ボディリペアの匠 Part2:裏側にアクセスできる部位なら叩き出す

Before

After

凹ましてしまった部位が袋だった場合、鈑金ハンマーとドーリー(当て盤)だけでは太刀打ちできない。しかし、フロントフェンダーやドア中央といったサービスホールからアクセス可能な部位であれば、基本的な鈑金ツールで対処することができる。
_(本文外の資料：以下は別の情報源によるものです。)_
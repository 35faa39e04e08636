//! Configuration infrastructure
//!
//! One explicit [`ScraperConfig`] value drives a run. It is built from
//! defaults, an optional config file and `JOB_SCRAPER_*` environment
//! variables, then handed to the orchestrator by value.
//!
//! Configuration is organized into sections:
//! 1. `site` - target host, paths and page size
//! 2. `http` - client behaviour (timeouts, rate limit)
//! 3. `crawl` - concurrency bounds and failure policy
//! 4. `selectors` - the HTML contract the parser depends on
//! 5. `output`, `server`, `logging`

use serde::{Deserialize, Serialize};
use std::path::{Path, PathBuf};
use tracing::info;

use super::error::{ScrapeError, ScrapeResult};
use crate::domain::pagination::start_offset;

/// Environment prefix, e.g. `JOB_SCRAPER_SITE__PAGE_SIZE=25`.
pub const ENV_PREFIX: &str = "JOB_SCRAPER";

/// Config file looked up in the working directory (any extension the
/// `config` crate understands: `job-scraper.toml`, `job-scraper.json`, ...).
pub const LOCAL_CONFIG_NAME: &str = "job-scraper";

/// Complete scraper configuration
#[derive(Debug, Clone, Default, Serialize, Deserialize)]
#[serde(default)]
pub struct ScraperConfig {
    pub site: SiteConfig,
    pub http: HttpConfig,
    pub crawl: CrawlConfig,
    pub selectors: SelectorConfig,
    pub output: OutputConfig,
    pub server: ServerConfig,
    pub logging: LoggingConfig,
}

/// Target site settings
#[derive(Debug, Clone, Serialize, Deserialize)]
#[serde(default)]
pub struct SiteConfig {
    /// Scheme + host, no trailing slash
    pub base_url: String,

    /// Path of the search results listing
    pub search_path: String,

    /// Path of the job detail page
    pub detail_path: String,

    /// Listings requested per page (`limit` query parameter)
    pub page_size: u32,

    /// Search term used by the standalone run
    pub default_term: String,
}

/// HTTP client settings
#[derive(Debug, Clone, Serialize, Deserialize)]
#[serde(default)]
pub struct HttpConfig {
    pub user_agent: String,

    /// Deadline for a single request, connect through body
    pub timeout_seconds: u64,

    /// Global request rate; 0 disables throttling
    pub max_requests_per_second: u32,

    pub follow_redirects: bool,
}

/// What a failed page does to the rest of the run
#[derive(Debug, Clone, Copy, PartialEq, Eq, Default, Serialize, Deserialize)]
#[serde(rename_all = "snake_case")]
pub enum FailurePolicy {
    /// First failure cancels all in-flight work and fails the run.
    #[default]
    FailFast,
    /// Network and status failures drop the page; the run continues.
    SkipFailedPages,
}

/// Crawl settings
#[derive(Debug, Clone, Serialize, Deserialize)]
#[serde(default)]
pub struct CrawlConfig {
    /// Pages fetched at once; 0 fans out every page immediately
    pub max_concurrent_pages: usize,

    /// Cards extracted at once within a page; 0 is unbounded
    pub max_concurrent_cards: usize,

    /// Upper bound on pagination re-probes
    pub max_discovery_hops: u32,

    pub failure_policy: FailurePolicy,
}

/// CSS selectors for result pages
#[derive(Debug, Clone, Serialize, Deserialize)]
#[serde(default)]
pub struct SelectorConfig {
    pub job_card: String,
    pub job_id_attribute: String,
    pub title: String,
    pub company_name: String,
    pub location: String,
    pub pagination: String,
    pub pagination_link: String,
}

/// Output sink settings
#[derive(Debug, Clone, Serialize, Deserialize)]
#[serde(default)]
pub struct OutputConfig {
    pub csv_path: PathBuf,
}

/// Trigger server settings
#[derive(Debug, Clone, Serialize, Deserialize)]
#[serde(default)]
pub struct ServerConfig {
    pub bind_address: String,
}

/// Logging configuration settings
#[derive(Debug, Clone, Serialize, Deserialize)]
#[serde(default)]
pub struct LoggingConfig {
    /// Log level: "error", "warn", "info", "debug", "trace"
    pub level: String,

    /// Enable JSON formatted logs
    pub json_format: bool,

    /// Enable console output
    pub console_output: bool,

    /// Enable file output
    pub file_output: bool,

    /// Directory for the log file; defaults to `logs/` next to the executable
    pub log_dir: Option<PathBuf>,

    pub file_name: String,
}

impl Default for SiteConfig {
    fn default() -> Self {
        Self {
            base_url: defaults::BASE_URL.to_string(),
            search_path: defaults::SEARCH_PATH.to_string(),
            detail_path: defaults::DETAIL_PATH.to_string(),
            page_size: defaults::PAGE_SIZE,
            default_term: defaults::SEARCH_TERM.to_string(),
        }
    }
}

impl Default for HttpConfig {
    fn default() -> Self {
        Self {
            user_agent: defaults::USER_AGENT.to_string(),
            timeout_seconds: defaults::REQUEST_TIMEOUT_SECONDS,
            max_requests_per_second: defaults::MAX_REQUESTS_PER_SECOND,
            follow_redirects: true,
        }
    }
}

impl Default for CrawlConfig {
    fn default() -> Self {
        Self {
            max_concurrent_pages: defaults::MAX_CONCURRENT_PAGES,
            max_concurrent_cards: defaults::MAX_CONCURRENT_CARDS,
            max_discovery_hops: defaults::MAX_DISCOVERY_HOPS,
            failure_policy: FailurePolicy::default(),
        }
    }
}

impl Default for SelectorConfig {
    fn default() -> Self {
        Self {
            job_card: defaults::selectors::JOB_CARD.to_string(),
            job_id_attribute: defaults::selectors::JOB_ID_ATTRIBUTE.to_string(),
            title: defaults::selectors::TITLE.to_string(),
            company_name: defaults::selectors::COMPANY_NAME.to_string(),
            location: defaults::selectors::LOCATION.to_string(),
            pagination: defaults::selectors::PAGINATION.to_string(),
            pagination_link: defaults::selectors::PAGINATION_LINK.to_string(),
        }
    }
}

impl Default for OutputConfig {
    fn default() -> Self {
        Self {
            csv_path: PathBuf::from(defaults::CSV_PATH),
        }
    }
}

impl Default for ServerConfig {
    fn default() -> Self {
        Self {
            bind_address: defaults::BIND_ADDRESS.to_string(),
        }
    }
}

impl Default for LoggingConfig {
    fn default() -> Self {
        Self {
            level: defaults::LOG_LEVEL.to_string(),
            json_format: defaults::LOG_JSON_FORMAT,
            console_output: defaults::LOG_CONSOLE_OUTPUT,
            file_output: defaults::LOG_FILE_OUTPUT,
            log_dir: None,
            file_name: defaults::LOG_FILE_NAME.to_string(),
        }
    }
}

impl ScraperConfig {
    /// Standard lookup: `job-scraper.*` in the working directory, then the
    /// user config directory, then environment overrides.
    pub fn load() -> ScrapeResult<Self> {
        let mut builder = config::Config::builder()
            .add_source(config::File::with_name(LOCAL_CONFIG_NAME).required(false));

        if let Some(user_file) = Self::user_config_file() {
            builder = builder.add_source(
                config::File::with_name(&user_file.to_string_lossy()).required(false),
            );
        }

        let settings = builder.add_source(Self::environment()).build()?;
        let config: Self = settings.try_deserialize()?;
        config.validate()?;
        Ok(config)
    }

    /// Load an explicit file plus environment overrides.
    pub fn from_file(path: impl AsRef<Path>) -> ScrapeResult<Self> {
        let path = path.as_ref();
        let settings = config::Config::builder()
            .add_source(config::File::from(path))
            .add_source(Self::environment())
            .build()?;

        let config: Self = settings.try_deserialize()?;
        config.validate()?;
        info!("Loaded configuration from: {:?}", path);
        Ok(config)
    }

    /// `<user config dir>/job-scraper/config` (extension resolved by `config`).
    pub fn user_config_file() -> Option<PathBuf> {
        dirs::config_dir().map(|dir| dir.join("job-scraper").join("config"))
    }

    fn environment() -> config::Environment {
        config::Environment::with_prefix(ENV_PREFIX)
            .prefix_separator("_")
            .separator("__")
            .try_parsing(true)
    }

    pub fn validate(&self) -> ScrapeResult<()> {
        if self.site.page_size == 0 {
            return Err(ScrapeError::Config("site.page_size must be greater than 0".into()));
        }
        if self.site.base_url.trim().is_empty() {
            return Err(ScrapeError::Config("site.base_url must not be empty".into()));
        }
        if self.http.timeout_seconds == 0 {
            return Err(ScrapeError::Config("http.timeout_seconds must be greater than 0".into()));
        }
        if self.crawl.max_discovery_hops == 0 {
            return Err(ScrapeError::Config(
                "crawl.max_discovery_hops must be greater than 0".into(),
            ));
        }

        let selectors = [
            ("selectors.job_card", &self.selectors.job_card),
            ("selectors.job_id_attribute", &self.selectors.job_id_attribute),
            ("selectors.title", &self.selectors.title),
            ("selectors.company_name", &self.selectors.company_name),
            ("selectors.location", &self.selectors.location),
            ("selectors.pagination", &self.selectors.pagination),
            ("selectors.pagination_link", &self.selectors.pagination_link),
        ];
        for (name, value) in selectors {
            if value.trim().is_empty() {
                return Err(ScrapeError::Config(format!("{name} must not be empty")));
            }
        }

        Ok(())
    }

    /// Point every site URL at another host (used for local fixtures).
    pub fn with_base_url(mut self, base_url: impl Into<String>) -> Self {
        self.site.base_url = base_url.into().trim_end_matches('/').to_string();
        self
    }
}

impl SiteConfig {
    /// Base query for a search term: `<host>/jobs?q=<term>&limit=<size>`.
    pub fn search_url(&self, term: &str) -> String {
        let encoded: String = url::form_urlencoded::byte_serialize(term.as_bytes()).collect();
        format!(
            "{}{}?q={}&limit={}",
            self.base_url.trim_end_matches('/'),
            self.search_path,
            encoded,
            self.page_size
        )
    }

    /// Prefix that a job id is appended to: `<host>/viewjob?jk=`.
    pub fn detail_url_prefix(&self) -> String {
        format!("{}{}?jk=", self.base_url.trim_end_matches('/'), self.detail_path)
    }
}

/// Default scraper configuration values
pub mod defaults {
    /// Target host
    pub const BASE_URL: &str = "https://www.indeed.com";

    /// Search listing path
    pub const SEARCH_PATH: &str = "/jobs";

    /// Detail page path
    pub const DETAIL_PATH: &str = "/viewjob";

    /// Listings per page
    pub const PAGE_SIZE: u32 = 50;

    /// Search term for the standalone run
    pub const SEARCH_TERM: &str = "python";

    pub const USER_AGENT: &str =
        "Mozilla/5.0 (X11; Linux x86_64) AppleWebKit/537.36 (KHTML, like Gecko) Chrome/120.0.0.0 Safari/537.36";

    /// Default request timeout in seconds
    pub const REQUEST_TIMEOUT_SECONDS: u64 = 30;

    /// No throttling unless configured
    pub const MAX_REQUESTS_PER_SECOND: u32 = 0;

    /// Unbounded page fan-out
    pub const MAX_CONCURRENT_PAGES: usize = 0;

    /// Unbounded card fan-out
    pub const MAX_CONCURRENT_CARDS: usize = 0;

    pub const MAX_DISCOVERY_HOPS: u32 = 50;

    pub const CSV_PATH: &str = "jobs.csv";

    pub const BIND_ADDRESS: &str = "127.0.0.1:8080";

    // Log configuration defaults
    pub const LOG_LEVEL: &str = "info";
    pub const LOG_JSON_FORMAT: bool = false;
    pub const LOG_CONSOLE_OUTPUT: bool = true;
    pub const LOG_FILE_OUTPUT: bool = false;
    pub const LOG_FILE_NAME: &str = "job-scraper.log";

    /// The result-page HTML contract
    pub mod selectors {
        pub const JOB_CARD: &str = ".tapItem";
        pub const JOB_ID_ATTRIBUTE: &str = "data-jk";
        pub const TITLE: &str = "h2>span";
        pub const COMPANY_NAME: &str = ".companyName";
        pub const LOCATION: &str = "div pre";
        pub const PAGINATION: &str = ".pagination";
        pub const PAGINATION_LINK: &str = "a";
    }
}

/// URL building helper functions
pub mod utils {
    use super::start_offset;

    /// Append the `start` offset for a page index to a base query.
    pub fn page_url(base_query: &str, page_index: u32, page_size: u32) -> String {
        format!("{base_query}&start={}", start_offset(page_index, page_size))
    }
}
Step1>>ドアトリムを外してアクセスルートを確保する

パネル中央のキズなら裏にアクセスできる

  小さく浅い凹みなら最初からパテで埋めて成形してしまってもよい。
 しかし、ドアのように面積の広いパネルに付いたキズだった場合、キズの周辺も大きく歪んでいて、いざパテを盛り始めたら思いもよらなかった広い範囲に盛り付けるはめに陥ることがままある。このため、DIYといえども可能な限り叩き出すに越したことはない。また、モデル車のようにドアパネル中央にできたキズなら、裏にアクセスできるため特別な手法は採らずに済む。
 というわけで、まずはドア裏へのアクセスルートを確保するため、ドアトリムをそっくり取り外す。なお、作業はドアを半開きの状態にして行う必要があるため、自動的に閉まる電動スライドドアの場合、電源をOFFにする必要がある。

【1】電動を解除して作業する

電動スライドドアの電源をOFFにする。スライドドアを開け、ドアトリムの周囲にセットされた固定ネジの有無を確認。スペーシアは前方上端に樹脂クリップがはめ込まれていた。ロックを解除して引き抜く。ドアトリム下部の隅に内装外しを押し込んで軽く引き上げ、クリップ位置を確認。内装外しを誘導して引き抜く。残りを順次引き抜き、トリム下部がフリーになったところで上端部をまっすぐ手前に引き抜く。トリム裏はかなりゴチャゴチャしている。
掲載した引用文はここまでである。